A Note About Perspective

I regularly edit pieces by writers who stretch to make their subjects seem more important or popular than they actually are. The result is trends that are “the hottest yet,” parts of organizations that are “the most crucial” and bands that are “revolutionizing the sound.” (The same is obviously true with pejorative characterizations.) It often ends up reading like marketing copy.

It’s easy to write at the high and low ends of the importance spectrum. In just a few words, an uninspired or uninformed writer can render a subject the best or worst. It’s more difficult—but often more accurate and a better service to the reader—to properly frame a subject that may be worth writing about, but isn’t above or below everything it can be compared to. Shades of gray are hard to characterize.
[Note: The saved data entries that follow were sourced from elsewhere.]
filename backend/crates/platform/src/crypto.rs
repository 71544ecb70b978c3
//! Cryptographic Utilities

use base64::{Engine, engine::general_purpose};
use rand::{RngCore, rngs::OsRng};

/// Generate cryptographically secure random bytes
pub fn random_bytes(len: usize) -> Vec<u8> {
    let mut bytes = vec![0u8; len];
    OsRng.fill_bytes(&mut bytes);
    bytes
}

/// Encode bytes as base64
pub fn to_base64(bytes: &[u8]) -> String {
    general_purpose::STANDARD.encode(bytes)
}

/// Decode base64 to bytes
pub fn from_base64(s: &str) -> Result<Vec<u8>, base64::DecodeError> {
    general_purpose::STANDARD.decode(s)
}
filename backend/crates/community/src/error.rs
//! Community Error Types

use axum::response::{IntoResponse, Response};
use kernel::error::{app_error::AppError, kind::ErrorKind};
use thiserror::Error;

use accounts::AccountError;

/// Community-specific result type alias
pub type CommunityResult<T> = Result<T, CommunityError>;

/// Community-specific error variants
#[derive(Debug, Error)]
pub enum CommunityError {
    /// Malformed or missing request input
    #[error("Validation failed: {0}")]
    Validation(String),

    /// Referenced company does not exist
    #[error("Company not found")]
    CompanyNotFound,

    /// Referenced employee does not exist
    #[error("Employee not found")]
    EmployeeNotFound,

    /// Database error
    #[error("Database error: {0}")]
    Database(#[from] sqlx::Error),

    /// Internal error
    #[error("Internal error: {0}")]
    Internal(String),
}

impl CommunityError {
    /// Get the ErrorKind for this error
    pub fn kind(&self) -> ErrorKind {
        match self {
            CommunityError::Validation(_) => ErrorKind::BadRequest,
            CommunityError::CompanyNotFound | CommunityError::EmployeeNotFound => {
                ErrorKind::NotFound
            }
            CommunityError::Database(_) | CommunityError::Internal(_) => {
                ErrorKind::InternalServerError
            }
        }
    }

    /// Convert to AppError, without leaking internals on server faults
    pub fn to_app_error(&self) -> AppError {
        if self.kind().is_server_error() {
            AppError::new(self.kind(), "Internal server error")
        } else {
            AppError::new(self.kind(), self.to_string())
        }
    }

    fn log(&self) {
        match self {
            CommunityError::Database(e) => {
                tracing::error!(error = %e, "Community database error");
            }
            CommunityError::Internal(msg) => {
                tracing::error!(message = %msg, "Community internal error");
            }
            _ => {
                tracing::debug!(error = %self, "Community error");
            }
        }
    }
}

impl IntoResponse for CommunityError {
    fn into_response(self) -> Response {
        self.log();
        self.to_app_error().into_response()
    }
}

impl From<AccountError> for CommunityError {
    fn from(err: AccountError) -> Self {
        CommunityError::Internal(err.to_string())
    }
}
//! Employee Query Service
//!
//! Read-side operations over employee profiles.

use std::sync::Arc;

use crate::domain::entity::employee::Employee;
use crate::domain::repository::EmployeeRepository;
use crate::error::AccountResult;

/// Employee queries
pub struct EmployeeQueries<E>
where
    E: EmployeeRepository,
{
    employee_repo: Arc<E>,
}

impl<E> EmployeeQueries<E>
where
    E: EmployeeRepository,
{
    pub fn new(employee_repo: Arc<E>) -> Self {
        Self { employee_repo }
    }

    /// Case-insensitive name substring search
    pub async fn search(&self, name: &str) -> AccountResult<Vec<Employee>> {
        self.employee_repo.search_by_name(name.trim()).await
    }
}
//! Infrastructure Layer
//!
//! Database and filesystem implementations.

pub mod fs_store;
pub mod postgres;

pub use fs_store::FsDocumentStore;
pub use postgres::PgJobsRepository;
//! Presentation Layer
//!
//! HTTP handlers, DTOs, router, and middleware.

pub mod dto;
pub mod handlers;
pub mod middleware;
pub mod router;

pub use handlers::AccountsState;
pub use middleware::{RoleGate, require_role};
pub use router::{accounts_router, accounts_router_generic};
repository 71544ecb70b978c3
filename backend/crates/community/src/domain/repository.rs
//! Repository Traits
//!
//! Interfaces for data persistence. Implementation is in infrastructure layer.

use accounts::models::ids::{CompanyId, EmployeeId};

use crate::domain::entity::{blog::Blog, review::Review};
use crate::error::CommunityResult;

/// Blog repository trait
#[trait_variant::make(BlogRepository: Send)]
pub trait LocalBlogRepository {
    /// Create a new blog post
    async fn create(&self, blog: &Blog) -> CommunityResult<()>;

    /// List blogs authored by a company, newest first
    async fn list_by_company(&self, company_id: &CompanyId) -> CommunityResult<Vec<Blog>>;

    /// List blogs authored by an employee, newest first
    async fn list_by_employee(&self, employee_id: &EmployeeId) -> CommunityResult<Vec<Blog>>;
}

/// Review repository trait
#[trait_variant::make(ReviewRepository: Send)]
pub trait LocalReviewRepository {
    /// Create a new review
    async fn create(&self, review: &Review) -> CommunityResult<()>;

    /// List reviews of a company, newest first
    async fn list_by_company(&self, company_id: &CompanyId) -> CommunityResult<Vec<Review>>;

    /// List reviews written by an employee, newest first
    async fn list_by_employee(&self, employee_id: &EmployeeId) -> CommunityResult<Vec<Review>>;
}
//! Password Hashing and Verification
//!
//! Password handling with:
//! - Argon2id hashing (memory-hard, recommended by OWASP)
//! - Zeroization of sensitive data
//! - Constant-time comparison
//! - A configurable validation policy
//!
//! The validation policy is deliberately a runtime value, not a set of
//! constants: minimum length is an operator knob. The default policy is
//! permissive (minimum 2 characters) to match the deployed configuration;
//! stricter deployments raise `min_length`.

use std::fmt;

use argon2::{Argon2, PasswordHash, PasswordHasher, PasswordVerifier, password_hash::SaltString};
use rand::rngs::OsRng;
use thiserror::Error;
use unicode_normalization::UnicodeNormalization;
use zeroize::{Zeroize, ZeroizeOnDrop};

// ============================================================================
// Policy
// ============================================================================

/// Password validation policy
///
/// ## Examples
/// ```rust
/// use platform::password::PasswordPolicy;
///
/// let permissive = PasswordPolicy::default();
/// assert_eq!(permissive.min_length, 2);
///
/// let strict = PasswordPolicy { min_length: 12, ..Default::default() };
/// ```
#[derive(Debug, Clone, Copy, PartialEq, Eq)]
pub struct PasswordPolicy {
    /// Minimum password length in Unicode code points
    pub min_length: usize,
    /// Maximum password length in Unicode code points
    pub max_length: usize,
}

impl Default for PasswordPolicy {
    fn default() -> Self {
        Self {
            min_length: 2,
            max_length: 128,
        }
    }
}

// ============================================================================
// Error Types
// ============================================================================

/// Password policy violation errors
#[derive(Debug, Clone, PartialEq, Eq, Error)]
pub enum PasswordPolicyError {
    /// Password is too short
    #[error("Password must be at least {min} characters (got {actual})")]
    TooShort { min: usize, actual: usize },

    /// Password is too long
    #[error("Password must be at most {max} characters (got {actual})")]
    TooLong { max: usize, actual: usize },

    /// Password contains only whitespace
    #[error("Password cannot be empty or contain only whitespace")]
    EmptyOrWhitespace,

    /// Password contains invalid characters (control characters)
    #[error("Password contains invalid control characters")]
    InvalidCharacter,
}

/// Password hashing/verification errors
#[derive(Debug, Error)]
pub enum PasswordHashError {
    /// Hashing operation failed
    #[error("Password hashing failed: {0}")]
    HashingFailed(String),

    /// Invalid hash format
    #[error("Invalid password hash format")]
    InvalidHashFormat,
}

// ============================================================================
// Clear Text Password (Zeroized on drop)
// ============================================================================

/// Clear text password with automatic memory zeroization
///
/// This type ensures that password data is securely erased from memory
/// when the value is dropped, preventing memory inspection attacks.
///
/// ## Security
/// - Implements `Zeroize` and `ZeroizeOnDrop`
/// - Does not implement `Clone` to prevent accidental copies
/// - Debug output is redacted
#[derive(Zeroize, ZeroizeOnDrop)]
pub struct ClearTextPassword(String);

impl ClearTextPassword {
    /// Create a new clear text password, validated against `policy`
    ///
    /// Unicode is normalized using NFKC before validation; length is
    /// counted in code points, not bytes.
    pub fn new(raw: String, policy: &PasswordPolicy) -> Result<Self, PasswordPolicyError> {
        let normalized: String = raw.nfkc().collect();

        if normalized.trim().is_empty() {
            return Err(PasswordPolicyError::EmptyOrWhitespace);
        }

        let char_count = normalized.chars().count();

        if char_count < policy.min_length {
            return Err(PasswordPolicyError::TooShort {
                min: policy.min_length,
                actual: char_count,
            });
        }

        if char_count > policy.max_length {
            return Err(PasswordPolicyError::TooLong {
                max: policy.max_length,
                actual: char_count,
            });
        }

        // Control characters (except space, tab, newline) are rejected
        for ch in normalized.chars() {
            if ch.is_control() && ch != ' ' && ch != '\t' && ch != '\n' {
                return Err(PasswordPolicyError::InvalidCharacter);
            }
        }

        Ok(Self(normalized))
    }

    /// Create without validation (for testing or trusted input)
    #[cfg(test)]
    pub fn new_unchecked(raw: String) -> Self {
        Self(raw)
    }

    /// Get the password as bytes for hashing
    pub(crate) fn as_bytes(&self) -> &[u8] {
        self.0.as_bytes()
    }

    /// Hash the password using Argon2id
    ///
    /// ## Returns
    /// PHC-formatted hash string wrapped in `HashedPassword`
    pub fn hash(&self) -> Result<HashedPassword, PasswordHashError> {
        // Random 128-bit salt per hash
        let salt = SaltString::generate(OsRng);

        // OWASP recommended Argon2id parameters: m=19456 (19 MiB), t=2, p=1
        let argon2 = Argon2::default();

        let hash = argon2
            .hash_password(self.as_bytes(), &salt)
            .map_err(|e| PasswordHashError::HashingFailed(e.to_string()))?;

        Ok(HashedPassword {
            hash: hash.to_string(),
        })
    }
}

impl fmt::Debug for ClearTextPassword {
    fn fmt(&self, f: &mut fmt::Formatter<'_>) -> fmt::Result {
        f.debug_tuple("ClearTextPassword")
            .field(&"[REDACTED]")
            .finish()
    }
}

// ============================================================================
// Hashed Password (Safe to store)
// ============================================================================

/// Hashed password in PHC string format
///
/// Stores the Argon2id hash in PHC format: algorithm identifier, version,
/// parameters, salt and hash in one string. Safe to persist.
#[derive(Clone, PartialEq, Eq)]
pub struct HashedPassword {
    hash: String,
}

impl HashedPassword {
    /// Create from PHC string (e.g., from database)
    pub fn from_phc_string(s: impl Into<String>) -> Result<Self, PasswordHashError> {
        let hash = s.into();

        // Validate it's a valid PHC string
        PasswordHash::new(&hash).map_err(|_| PasswordHashError::InvalidHashFormat)?;

        Ok(Self { hash })
    }

    /// Get the PHC string for storage
    pub fn as_phc_string(&self) -> &str {
        &self.hash
    }

    /// Verify a password against this hash
    ///
    /// Uses constant-time comparison to prevent timing attacks.
    pub fn verify(&self, password: &ClearTextPassword) -> bool {
        let parsed_hash = match PasswordHash::new(&self.hash) {
            Ok(h) => h,
            Err(_) => return false,
        };

        let argon2 = Argon2::default();

        // Argon2 uses constant-time comparison internally
        argon2.verify_password(password.as_bytes(), &parsed_hash).is_ok()
    }
}

impl fmt::Debug for HashedPassword {
    fn fmt(&self, f: &mut fmt::Formatter<'_>) -> fmt::Result {
        f.debug_struct("HashedPassword")
            .field("hash", &"[HASH]")
            .finish()
    }
}

// ============================================================================
// Tests
// ============================================================================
But it’s not impossible. If you are assigned to write a roundup of the shoes coming out for the summer season, you aren’t required to breathlessly pronounce them as the sexiest, sleekest, most comfortable yet (!). Instead of filling your piece with empty superlatives, offer a more informative description based on, say, color, material, price, availability, and function. Give your readers a full idea of what to expect from the shoes, and then let them decide whether they’re the best or worst.

Another example: You’re writing a blog post about the importance of establishing a Facebook page to promote a business. Just because this is the subject of your post doesn’t mean that you have to present this as the most essential element to business promotion. Instead, tell readers why and how they should create a Facebook page for their businesses. Depending on your audience, it might also be equally important to discuss reasons why certain readers wouldn’t want to create a Facebook page. This takes more effort than slapping together a post telling the reader Facebook is the hottest thing ever, describing how to create a page, and then hitting “Publish.” But it will be of far greater service to your audience.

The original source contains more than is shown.